Agency Efficiency and Profitability Strategies
Importance of Utilization and Efficiency
- Aim for team utilization above 75% to ensure efficiency. Focus on improving margins and adding value to justify higher client fees.
- Maintain a combined people cost ratio and operating cost ratio below 80% for a scalable, sellable agency. Understanding numbers is crucial for growth.
Financial Health and Agency Valuation
- Healthy profit margins provide working capital, allowing for reinvestment or distributions. Higher EBITDA leads to better valuation upon exit.
- Tracking financial metrics is essential; agencies should optimize their operations based on these insights.
Challenges Faced by Small Agencies
- A small agency owner discusses reliance on low-cost outsourced labor from Eastern Europe but struggles with project estimation.
- The owner acknowledges the need for better financial management despite being primarily creative-focused.
Transitioning to Profitability
- The owner expresses frustration over operating at break-even, needing guidance on achieving profitability while managing client demands.
- Recognizes the challenge of transitioning from a reactive approach (focusing solely on current clients' needs) to a proactive strategy that includes profitability goals.
Analyzing Gross Margin
- Emphasizes the importance of understanding gross margin per client as a starting point for improvement. Time tracking data is critical in this analysis.
- Suggestion to calculate costs associated with each client using time tracking data, which helps identify profitability issues either at the client level or overall.
Understanding Project Estimation and Time Tracking
Importance of Service Offerings and Time Management
- The discussion begins with the need for agencies to evaluate their service offerings, emphasizing that time tracking should be applied across all services provided.
- It highlights the potential issue of undercharging for services that require more time than anticipated, which can lead to financial losses.
Evaluating Profitability of Services
- A critical decision point is raised regarding whether to continue offering services that are consistently unprofitable, suggesting that removing such services could improve overall margins.
- The speaker identifies project estimation as a core problem, indicating concerns about overcharging by developers and the need for better management of resources.
Billing Methods and Client Relationships
- The agency primarily uses a retainer model while estimating time and materials upfront for projects. This approach leads to fluctuations in monthly billing based on client needs.
- There’s an emphasis on evaluating whether it’s worth continuing relationships with clients who consistently result in financial losses.
Team Performance and Accountability
- Concerns are expressed about team members potentially overestimating project times, leading to inefficiencies despite delivering quality work.
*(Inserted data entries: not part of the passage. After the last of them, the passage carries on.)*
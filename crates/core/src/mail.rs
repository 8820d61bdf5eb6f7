//! Outbound mail contract.

use async_trait::async_trait;

#[derive(Debug, thiserror::Error)]
pub enum MailError {
    #[error("invalid mail address: {0}")]
    Address(String),

    #[error("mail delivery failed: {0}")]
    Delivery(String),
}

/// Sends a single plain-text message. No retry.
#[async_trait]
pub trait MailSender: Send + Sync {
    async fn send(&self, to_address: &str, subject: &str, body: &str) -> Result<(), MailError>;
}
//! Row types for the `users`, `emails` and `aliases` tables.
//!
//! Each row converts losslessly into its `aliasly_core::models` entity.

pub mod alias;
pub mod email;
pub mod user;
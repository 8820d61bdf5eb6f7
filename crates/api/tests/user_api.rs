//! HTTP tests for the `/users` resource.

mod common;

use axum::http::StatusCode;
use common::{body_json, create_user, delete, get, post_json, put_json};
use serde_json::json;

#[tokio::test]
async fn create_user_returns_201_without_password_hash() {
    let t = common::build_test_app();
    let response = post_json(
        t.app(),
        "/api/v1/users",
        json!({"username": "alice", "email": "alice@x.com", "password": "s3cret-pass"}),
    )
    .await;

    assert_eq!(response.status(), StatusCode::CREATED);
    let json = body_json(response).await;
    assert_eq!(json["username"], "alice");
    assert_eq!(json["email"], "alice@x.com");
    assert!(json["id"].is_string());
    assert!(json.get("password_hash").is_none());
    assert!(json.get("password").is_none());
}

#[tokio::test]
async fn duplicate_username_returns_409() {
    let t = common::build_test_app();
    create_user(&t, "alice", "alice@x.com").await;

    let response = post_json(
        t.app(),
        "/api/v1/users",
        json!({"username": "alice", "email": "other@x.com", "password": "s3cret-pass"}),
    )
    .await;

    assert_eq!(response.status(), StatusCode::CONFLICT);
    assert_eq!(body_json(response).await["code"], "CONFLICT");
}

#[tokio::test]
async fn invalid_email_returns_400() {
    let t = common::build_test_app();
    let response = post_json(
        t.app(),
        "/api/v1/users",
        json!({"username": "bob", "email": "not-an-address", "password": "s3cret-pass"}),
    )
    .await;

    assert_eq!(response.status(), StatusCode::BAD_REQUEST);
    assert_eq!(body_json(response).await["code"], "VALIDATION_ERROR");
}

#[tokio::test]
async fn by_email_resolves_user_id() {
    let t = common::build_test_app();
    let id = create_user(&t, "carol", "carol@x.com").await;

    let response = get(t.app(), "/api/v1/users/by-email?email=carol@x.com").await;
    assert_eq!(response.status(), StatusCode::OK);
    assert_eq!(body_json(response).await["user_id"], id.as_str());

    let missing = get(t.app(), "/api/v1/users/by-email?email=nobody@x.com").await;
    assert_eq!(missing.status(), StatusCode::NOT_FOUND);
}

#[tokio::test]
async fn blank_by_email_query_is_a_validation_error() {
    let t = common::build_test_app();
    let response = get(t.app(), "/api/v1/users/by-email?email=").await;

    assert_eq!(response.status(), StatusCode::BAD_REQUEST);
    assert_eq!(body_json(response).await["code"], "VALIDATION_ERROR");
}

#[tokio::test]
async fn missing_by_email_query_is_a_bad_request() {
    let t = common::build_test_app();
    let response = get(t.app(), "/api/v1/users/by-email").await;

    assert_eq!(response.status(), StatusCode::BAD_REQUEST);
    assert_eq!(body_json(response).await["code"], "BAD_REQUEST");
}

#[tokio::test]
async fn malformed_body_is_a_bad_request() {
    let t = common::build_test_app();
    let response = post_json(t.app(), "/api/v1/users", json!({"username": "gina"})).await;

    assert_eq!(response.status(), StatusCode::BAD_REQUEST);
    let json = body_json(response).await;
    assert_eq!(json["code"], "BAD_REQUEST");
    assert!(json["error"].is_string());
}

#[tokio::test]
async fn update_user_changes_username() {
    let t = common::build_test_app();
    let id = create_user(&t, "dave", "dave@x.com").await;

    let response = put_json(
        t.app(),
        &format!("/api/v1/users/{id}"),
        json!({"username": "david"}),
    )
    .await;

    assert_eq!(response.status(), StatusCode::OK);
    let json = body_json(response).await;
    assert_eq!(json["username"], "david");
    assert_eq!(json["email"], "dave@x.com");
}

#[tokio::test]
async fn deleted_user_returns_404() {
    let t = common::build_test_app();
    let id = create_user(&t, "erin", "erin@x.com").await;

    let response = delete(t.app(), &format!("/api/v1/users/{id}")).await;
    assert_eq!(response.status(), StatusCode::NO_CONTENT);

    let response = get(t.app(), &format!("/api/v1/users/{id}")).await;
    assert_eq!(response.status(), StatusCode::NOT_FOUND);
    assert_eq!(body_json(response).await["code"], "NOT_FOUND");

    let response = delete(t.app(), &format!("/api/v1/users/{id}")).await;
    assert_eq!(response.status(), StatusCode::NOT_FOUND);
}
- Time tracking is proposed as a solution to assess actual hours spent versus estimated hours, allowing for better future estimations.
Identifying High Performers
- Effective time tracking can differentiate between high-performing (A players) and lower-performing (B players), providing opportunities for incentivizing top talent.
- The conversation suggests creating incentives for efficient workers who may want additional tasks or responsibilities due to financial motivations.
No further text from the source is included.